* **PROBLEM TO WORK ON**:
Go through the data below and return each line containing the word "TpmError".

Items listed in a dataset:

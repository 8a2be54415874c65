//! Structured logging infrastructure.
//!
//! This module provides centralized logging initialization with support
//! for structured JSON output and environment-based configuration.

use tracing_subscriber::{fmt, layer::SubscriberExt, util::SubscriberInitExt, EnvFilter};

/// Initialize the logging system with structured output.
///
/// Log level can be configured via the `RUST_LOG` environment variable.
/// If not set, defaults to `info` level.
///
/// # Example
/// ```no_run
/// use attest_core::logging;
///
/// logging::init();
/// tracing::info!("Application started");
/// ```
pub fn init() {
    let filter = EnvFilter::try_from_default_env()
        .unwrap_or_else(|_| EnvFilter::new("info"));

    tracing_subscriber::registry()
        .with(filter)
        .with(fmt::layer().with_target(true).with_thread_ids(true))
        .init();
}

/// Initialize the logging system with JSON output for production environments.
///
/// This format is suitable for log aggregation systems and structured log analysis.
/// Log level can be configured via the `RUST_LOG` environment variable.
///
/// # Example
/// ```no_run
/// use attest_core::logging;
///
/// logging::init_json();
/// tracing::info!(service = "gateway", "Service started");
/// ```
pub fn init_json() {
    let filter = EnvFilter::try_from_default_env()
        .unwrap_or_else(|_| EnvFilter::new("info"));

    tracing_subscriber::registry()
        .with(filter)
        .with(fmt::layer().json().with_target(true).with_thread_ids(true))
        .init();
}
//! Error kinds for TPM adapter operations.

use thiserror::Error;

/// Errors raised by a [`crate::TpmAdapter`] implementation.
#[derive(Debug, Error)]
pub enum TpmError {
    /// The TPM device could not be opened or a command failed at the
    /// transport level. Fatal at init.
    #[error("tpm unavailable: {0}")]
    Unavailable(String),

    /// `take_ownership` was called on an already-owned TPM.
    #[error("tpm already owned")]
    AlreadyOwned,

    /// An operation requiring ownership was attempted before it.
    #[error("tpm not owned")]
    NotOwned,

    /// AK/EK key material was malformed.
    #[error("invalid key material: {0}")]
    KeyMaterialInvalid(String),

    /// EK certificate parsing or chain validation failed.
    #[error(transparent)]
    Pki(#[from] attest_pki::PkiError),

    /// Quote construction or codec failure.
    #[error(transparent)]
    Quote(#[from] attest_quote::QuoteError),

    /// Underlying filesystem error (AK persistence, PCR db reads done
    /// by callers of this crate, not this crate itself, but surfaced
    /// the same way for convenience).
    #[error("io error: {0}")]
    Io(#[from] std::io::Error),
}

/// Convenience alias for results in this crate.
pub type TpmResult<T> = Result<T, TpmError>;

* **ANSWER FOR THE TASK**:
pub enum TpmError {
pub type TpmResult<T> = Result<T, TpmError>;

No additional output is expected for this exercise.